Aim of the exercise: Every line in the data below from the one containing "One storage unit" down to the one containing "let id = config.id.clone().unwrap_or_else(||", both included, must be retyped exactly; no other line is to appear.
==== Data records ====
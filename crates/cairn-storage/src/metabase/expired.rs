//! Scans of the expiration index

use super::tables::{EXPIRATION, EXPIRATION_KEY_LEN, GRAVEYARD, OBJECTS, expiration_key};
use super::{Metabase, ObjectRecord, decode, interrupted_is_ok};
use crate::error::Result;
use cairn_common::{ADDRESS_KEY_LEN, Epoch, ObjectAddress, ObjectType};

/// Object whose expiration epoch has passed
#[derive(Clone, Copy, Debug, PartialEq, Eq)]
pub struct ExpiredObject {
    pub address: ObjectAddress,
    pub object_type: ObjectType,
}

impl Metabase {
    /// Visit objects expired at `epoch` (expiration ≤ `epoch`) that are not
    /// inhumed yet, in expiration order. The handler may stop the scan with
    /// [`crate::StorageError::Interrupted`].
    pub fn iterate_expired(
        &self,
        epoch: Epoch,
        handler: &mut dyn FnMut(ExpiredObject) -> Result<()>,
    ) -> Result<()> {
        let rtx = self.db.begin_read()?;
        let expiration = rtx.open_table(EXPIRATION)?;
        let graveyard = rtx.open_table(GRAVEYARD)?;
        let objects = rtx.open_table(OBJECTS)?;

        let lo = [0u8; EXPIRATION_KEY_LEN];
        let hi = expiration_key(epoch, &[0xFF; ADDRESS_KEY_LEN]);

        interrupted_is_ok((|| -> Result<()> {
            for entry in expiration.range(lo.as_slice()..=hi.as_slice())? {
                let (k, _) = entry?;
                let addr_key = &k.value()[8..];

                if graveyard.get(addr_key)?.is_some() {
                    continue;
                }
                let Some(v) = objects.get(addr_key)? else {
                    continue;
                };
                let record: ObjectRecord = decode(v.value())?;

                handler(ExpiredObject {
                    address: ObjectAddress::from_key(addr_key)?,
                    object_type: record.object_type,
                })?;
            }
            Ok(())
        })())
    }
}
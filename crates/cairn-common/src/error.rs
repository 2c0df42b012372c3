//! Error types for Cairn
//!
//! This module defines the error type shared by the common types and the
//! configuration loader.

use thiserror::Error;

/// Common result type for Cairn operations
pub type Result<T> = std::result::Result<T, Error>;

/// Common error type for Cairn
#[derive(Debug, Error)]
pub enum Error {
    #[error("invalid object address: {0}")]
    InvalidAddress(String),

    #[error("serialization error: {0}")]
    Serialization(String),

    #[error("deserialization error: {0}")]
    Deserialization(String),

    #[error("configuration error: {0}")]
    Configuration(String),

    #[error("I/O error: {0}")]
    Io(#[from] std::io::Error),
}

impl Error {
    /// Create a configuration error
    pub fn configuration(msg: impl Into<String>) -> Self {
        Self::Configuration(msg.into())
    }

    /// Check if this error means the input bytes could not be decoded
    #[must_use]
    pub const fn is_corruption(&self) -> bool {
        matches!(self, Self::Deserialization(_) | Self::InvalidAddress(_))
    }
}

#[cfg(test)]
mod tests {
    use super::*;

    #[test]
    fn test_error_corruption() {
        assert!(Error::Deserialization("bad".into()).is_corruption());
        assert!(Error::InvalidAddress("bad".into()).is_corruption());
        assert!(!Error::configuration("x").is_corruption());
    }

    #[test]
    fn test_error_display() {
        let err = Error::configuration("no shards");
        assert_eq!(err.to_string(), "configuration error: no shards");
    }
}
//! Redb table definitions of the metabase.

use redb::TableDefinition;

/// Stored objects: address key → bincode(ObjectRecord)
pub const OBJECTS: TableDefinition<&[u8], &[u8]> = TableDefinition::new("objects");

/// Expiration index: big-endian epoch ++ address key → ()
pub const EXPIRATION: TableDefinition<&[u8], ()> = TableDefinition::new("expiration");

/// Inhumed addresses: address key → bincode(GraveRecord)
pub const GRAVEYARD: TableDefinition<&[u8], &[u8]> = TableDefinition::new("graveyard");

/// Roots of split objects: parent address key → bincode(SplitRecord)
pub const SPLIT: TableDefinition<&[u8], &[u8]> = TableDefinition::new("split");

/// Locked objects: address key → bincode(Vec<ObjectId>) of lockers
pub const LOCKED: TableDefinition<&[u8], &[u8]> = TableDefinition::new("locked");

/// Lock objects: locker address key → bincode(Vec<ObjectId>) of protected members
pub const LOCKERS: TableDefinition<&[u8], &[u8]> = TableDefinition::new("lockers");

/// Length of an expiration index key
pub const EXPIRATION_KEY_LEN: usize = 8 + cairn_common::ADDRESS_KEY_LEN;

pub fn expiration_key(epoch: u64, addr_key: &[u8]) -> [u8; EXPIRATION_KEY_LEN] {
    let mut key = [0u8; EXPIRATION_KEY_LEN];
    key[..8].copy_from_slice(&epoch.to_be_bytes());
    key[8..].copy_from_slice(addr_key);
    key
}
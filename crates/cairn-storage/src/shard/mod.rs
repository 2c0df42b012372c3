//! Shard: one metabase, one blob store, an optional write-cache and a
//! garbage collector
//!
//! A shard is opened synchronously and started with [`Shard::init`], which
//! spawns the write-cache threads and the GC tasks (the latter on the
//! current tokio runtime).

mod expired;
pub mod gc;
mod inhume;
mod put;

pub use gc::{Event, EventHandler, EventKind, GcStatsSnapshot};

use crate::blobstor::BlobStor;
use crate::error::{Result, StorageError};
use crate::metabase::Metabase;
use crate::writecache::{self, MainStorage, ObjectIndex, WriteCache};
use cairn_common::config::{GcConfig, ShardConfig};
use cairn_common::{Epoch, Mode, ObjectAddress};
use gc::{Gc, GcPrm};
use parking_lot::{Mutex, RwLock};
use std::collections::HashMap;
use std::path::{Path, PathBuf};
use std::sync::Arc;
use std::sync::atomic::{AtomicU64, Ordering};
use tokio_util::sync::CancellationToken;
use tracing::{info, warn};

/// Engine hook receiving lock or tombstone addresses found by a shard
pub type AddressesCallback = Arc<dyn Fn(&CancellationToken, Vec<ObjectAddress>) + Send + Sync>;

/// Hooks a shard calls back into its owner with
#[derive(Clone, Default)]
pub struct ShardCallbacks {
    /// Tombstones that expired on this shard
    pub expired_tombstones: Option<AddressesCallback>,
    /// Lock objects that expired on this shard
    pub expired_locks: Option<AddressesCallback>,
    /// Lock objects physically deleted from this shard
    pub deleted_locks: Option<AddressesCallback>,
}

#[derive(Debug, Default)]
struct ShardStats {
    removed: AtomicU64,
    expired_marked: AtomicU64,
}

/// Shard summary for logs and the node's status output
#[derive(Clone, Debug, PartialEq, Eq)]
pub struct ShardInfo {
    pub id: String,
    pub path: PathBuf,
    pub mode: Mode,
    pub writecache: bool,
    /// Objects physically removed by the GC
    pub removed: u64,
    /// Expired objects marked as garbage
    pub expired_marked: u64,
}

/// One storage unit
pub struct Shard {
    id: String,
    path: PathBuf,
    mode: RwLock<Mode>,
    /// Current network epoch, shared with the engine
    epoch: Arc<AtomicU64>,
    metabase: Arc<Metabase>,
    blobstor: Arc<BlobStor>,
    writecache: Option<WriteCache>,
    gc_config: GcConfig,
    event_capacity: usize,
    gc: Mutex<Option<Gc>>,
    callbacks: ShardCallbacks,
    stats: ShardStats,
}

impl Shard {
    /// Open the shard's stores; nothing runs in the background until
    /// [`Shard::init`]
    pub fn open(
        config: &ShardConfig,
        epoch: Arc<AtomicU64>,
        event_capacity: usize,
        callbacks: ShardCallbacks,
    ) -> Result<Arc<Self>> {
        let path = config.path.clone();
        std::fs::create_dir_all(&path)?;

        let id = config.id.clone().unwrap_or_else(|| shard_id_from_path(&path));
        let metabase = Arc::new(Metabase::open(path.join("meta.db"))?);
        let blobstor = Arc::new(BlobStor::open(path.join("blobstor"), &config.blobstor)?);

        let writecache = if config.writecache.enabled {
            let wc_path = if config.writecache.path.is_absolute() {
                config.writecache.path.clone()
            } else {
                path.join(&config.writecache.path)
            };
            let opts = writecache::Options::from_config(
                &config.writecache,
                wc_path,
                config.blobstor.compress,
            );
            let wc = WriteCache::open(
                opts,
                Arc::clone(&blobstor) as Arc<dyn MainStorage>,
                Arc::clone(&metabase) as Arc<dyn ObjectIndex>,
            )?;
            wc.set_mode(cache_mode(config.mode));
            Some(wc)
        } else {
            None
        };

        info!(shard_id = %id, path = ?path, mode = %config.mode, "shard opened");

        Ok(Arc::new(Self {
            id,
            path,
            mode: RwLock::new(config.mode),
            epoch,
            metabase,
            blobstor,
            writecache,
            gc_config: config.gc.clone(),
            event_capacity,
            gc: Mutex::new(None),
            callbacks,
            stats: ShardStats::default(),
        }))
    }

    /// Start the write-cache flushing and the garbage collector
    pub fn init(self: &Arc<Self>) -> Result<()> {
        if let Some(wc) = &self.writecache {
            wc.init()?;
        }

        let mut gc = self.gc.lock();
        if gc.is_none() {
            *gc = Some(Gc::start(GcPrm {
                remover_interval: self.gc_config.remover_interval(),
                remover: self.remover(),
                handlers: HashMap::from([(EventKind::NewEpoch, self.epoch_handlers())]),
                event_capacity: self.event_capacity,
            }));
        }

        info!(shard_id = %self.id, "shard initialized");
        Ok(())
    }

    /// Stop the garbage collector and the write-cache
    pub async fn close(&self) {
        let gc = self.gc.lock().take();
        if let Some(gc) = gc {
            gc.stop().await;
        }
        if let Some(wc) = &self.writecache {
            wc.close();
        }
        info!(shard_id = %self.id, "shard closed");
    }

    #[must_use]
    pub fn id(&self) -> &str {
        &self.id
    }

    #[must_use]
    pub fn path(&self) -> &Path {
        &self.path
    }

    #[must_use]
    pub fn mode(&self) -> Mode {
        *self.mode.read()
    }

    /// Switch mode; the write-cache follows as read-only unless the shard
    /// is read-write
    pub fn set_mode(&self, mode: Mode) {
        let mut current = self.mode.write();
        if *current == mode {
            return;
        }
        if let Some(wc) = &self.writecache {
            wc.set_mode(cache_mode(mode));
        }
        info!(shard_id = %self.id, from = %*current, to = %mode, "shard mode changed");
        *current = mode;
    }

    #[must_use]
    pub fn epoch(&self) -> Epoch {
        self.epoch.load(Ordering::Acquire)
    }

    /// Drain the write-cache into the main storage; requires the cache to
    /// be read-only
    pub fn flush_writecache(&self, ignore_errors: bool) -> Result<()> {
        match &self.writecache {
            Some(wc) => wc.flush(ignore_errors),
            None => Ok(()),
        }
    }

    /// Deliver an event to the garbage collector; dropped when the shard
    /// is not running
    pub async fn notify_gc(&self, event: Event) {
        let delivered = {
            let gc = self.gc.lock();
            gc.as_ref().map(|gc| gc.sender())
        };
        match delivered {
            Some(tx) => {
                if tx.send(event).await.is_err() {
                    warn!(shard_id = %self.id, ?event, "GC event channel is closed");
                }
            }
            None => warn!(shard_id = %self.id, ?event, "GC is not running, event dropped"),
        }
    }

    #[must_use]
    pub fn gc_stats(&self) -> Option<GcStatsSnapshot> {
        self.gc.lock().as_ref().map(Gc::stats)
    }

    #[must_use]
    pub fn info(&self) -> ShardInfo {
        ShardInfo {
            id: self.id.clone(),
            path: self.path.clone(),
            mode: self.mode(),
            writecache: self.writecache.is_some(),
            removed: self.stats.removed.load(Ordering::Relaxed),
            expired_marked: self.stats.expired_marked.load(Ordering::Relaxed),
        }
    }

    #[cfg(test)]
    pub(crate) fn metabase(&self) -> &Metabase {
        &self.metabase
    }

    /// Fail unless the shard accepts mutations
    fn check_writable(&self) -> Result<()> {
        match self.mode() {
            Mode::ReadWrite => Ok(()),
            Mode::ReadOnly => Err(StorageError::ReadOnly),
            Mode::Degraded => Err(StorageError::Degraded),
        }
    }

    fn remover(self: &Arc<Self>) -> gc::Remover {
        let shard = Arc::downgrade(self);
        Arc::new(move || {
            if let Some(shard) = shard.upgrade() {
                shard.remove_garbage();
            }
        })
    }
}

const fn cache_mode(shard_mode: Mode) -> Mode {
    match shard_mode {
        Mode::ReadWrite => Mode::ReadWrite,
        Mode::ReadOnly | Mode::Degraded => Mode::ReadOnly,
    }
}

fn shard_id_from_path(path: &Path) -> String {
    let hash = xxhash_rust::xxh64::xxh64(path.as_os_str().as_encoded_bytes(), 0);
    format!("{hash:016x}")
}

#[cfg(test)]
pub(crate) mod testutil {
    use super::*;
    use cairn_common::config::ShardConfig;
    use std::time::Duration;

    /// Config of a shard under `path` with a fast remover
    pub fn config(path: &Path) -> ShardConfig {
        let mut config = ShardConfig::with_path(path);
        config.blobstor.small_object_size = 1024;
        config.gc.remover_interval_ms = 10;
        config.gc.remover_batch_size = 100;
        config
    }

    pub fn config_with_writecache(path: &Path) -> ShardConfig {
        let mut config = config(path);
        config.writecache.enabled = true;
        config.writecache.small_object_size = 512;
        config.writecache.flush_workers = 2;
        config.writecache.flush_interval_ms = 10;
        config.writecache.big_flush_interval_ms = Some(20);
        config
    }

    pub fn open(config: &ShardConfig, callbacks: ShardCallbacks) -> (Arc<Shard>, Arc<AtomicU64>) {
        let epoch = Arc::new(AtomicU64::new(0));
        let shard = Shard::open(config, Arc::clone(&epoch), 4, callbacks).unwrap();
        (shard, epoch)
    }

    /// Callback recording every address it receives
    pub fn recording_callback() -> (AddressesCallback, Arc<Mutex<Vec<ObjectAddress>>>) {
        let seen = Arc::new(Mutex::new(Vec::new()));
        let sink = Arc::clone(&seen);
        let callback: AddressesCallback =
            Arc::new(move |_: &CancellationToken, addrs: Vec<ObjectAddress>| sink.lock().extend(addrs));
        (callback, seen)
    }

    pub async fn wait_until(mut cond: impl FnMut() -> bool) {
        let deadline = tokio::time::Instant::now() + Duration::from_secs(10);
        while !cond() {
            assert!(
                tokio::time::Instant::now() < deadline,
                "condition not met in time"
            );
            tokio::time::sleep(Duration::from_millis(5)).await;
        }
    }
}
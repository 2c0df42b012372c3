//! Set of write-cache entries already written to the main storage
//!
//! The set is bounded: once it grows past its capacity the oldest entries
//! are handed back to the caller, which drops the cached copy and only then
//! [`forget`](FlushedSet::forget)s them. A flush must
//! [`claim`](FlushedSet::claim) an entry first, so two paths racing for the
//! same entry never both write it.

use dashmap::{DashMap, DashSet};
use parking_lot::Mutex;
use std::collections::VecDeque;

/// Entry dropped from the set: `(key, stored in the keyed database)`
pub type Evicted = (String, bool);

pub struct FlushedSet {
    /// key → entry lives in the keyed database (false: file tree)
    entries: DashMap<String, bool>,
    order: Mutex<VecDeque<String>>,
    in_flight: DashSet<String>,
    capacity: usize,
}

impl FlushedSet {
    #[must_use]
    pub fn new(capacity: usize) -> Self {
        Self {
            entries: DashMap::new(),
            order: Mutex::new(VecDeque::new()),
            in_flight: DashSet::new(),
            capacity: capacity.max(1),
        }
    }

    #[must_use]
    pub fn contains(&self, key: &str) -> bool {
        self.entries.contains_key(key)
    }

    /// Take exclusive right to flush `key`.
    ///
    /// Returns `None` when the entry is already flushed or another flush
    /// holds it. Dropping the claim without committing releases it.
    #[must_use]
    pub fn claim(&self, key: &str) -> Option<FlushClaim<'_>> {
        if self.entries.contains_key(key) || !self.in_flight.insert(key.to_string()) {
            return None;
        }

        let claim = FlushClaim {
            set: self,
            key: key.to_string(),
        };
        // a commit may have landed between the check and the insert
        if self.entries.contains_key(key) {
            return None;
        }
        Some(claim)
    }

    /// Forget that `key` was flushed; used once the cached copy is gone or
    /// rewritten
    pub fn forget(&self, key: &str) {
        self.entries.remove(key);
    }

    /// Put an evicted entry back in line after its cached copy could not be
    /// dropped
    pub fn requeue(&self, key: String) {
        self.order.lock().push_back(key);
    }

    #[cfg(test)]
    fn len(&self) -> usize {
        self.entries.len()
    }

    fn insert(&self, key: String, in_db: bool) -> Vec<Evicted> {
        let mut order = self.order.lock();
        self.entries.insert(key.clone(), in_db);
        order.push_back(key);

        let mut evicted = Vec::new();
        while order.len() > self.capacity {
            let Some(old) = order.pop_front() else {
                break;
            };
            // forgotten keys leave stale slots behind
            if let Some(in_db) = self.entries.get(&old).map(|e| *e) {
                evicted.push((old, in_db));
            }
        }
        evicted
    }
}

/// Exclusive right to flush one entry
pub struct FlushClaim<'a> {
    set: &'a FlushedSet,
    key: String,
}

impl FlushClaim<'_> {
    /// Record the entry as flushed; returns entries evicted to make room
    #[must_use]
    pub fn commit(self, in_db: bool) -> Vec<Evicted> {
        self.set.insert(self.key.clone(), in_db)
    }
}

impl Drop for FlushClaim<'_> {
    fn drop(&mut self) {
        self.set.in_flight.remove(&self.key);
    }
}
====
Solution to this task:
/// One storage unit
pub struct Shard {
    id: String,
    path: PathBuf,
    mode: RwLock<Mode>,
    /// Current network epoch, shared with the engine
    epoch: Arc<AtomicU64>,
    metabase: Arc<Metabase>,
    blobstor: Arc<BlobStor>,
    writecache: Option<WriteCache>,
    gc_config: GcConfig,
    event_capacity: usize,
    gc: Mutex<Option<Gc>>,
    callbacks: ShardCallbacks,
    stats: ShardStats,
}

impl Shard {
    /// Open the shard's stores; nothing runs in the background until
    /// [`Shard::init`]
    pub fn open(
        config: &ShardConfig,
        epoch: Arc<AtomicU64>,
        event_capacity: usize,
        callbacks: ShardCallbacks,
    ) -> Result<Arc<Self>> {
        let path = config.path.clone();
        std::fs::create_dir_all(&path)?;

        let id = config.id.clone().unwrap_or_else(|| shard_id_from_path(&path));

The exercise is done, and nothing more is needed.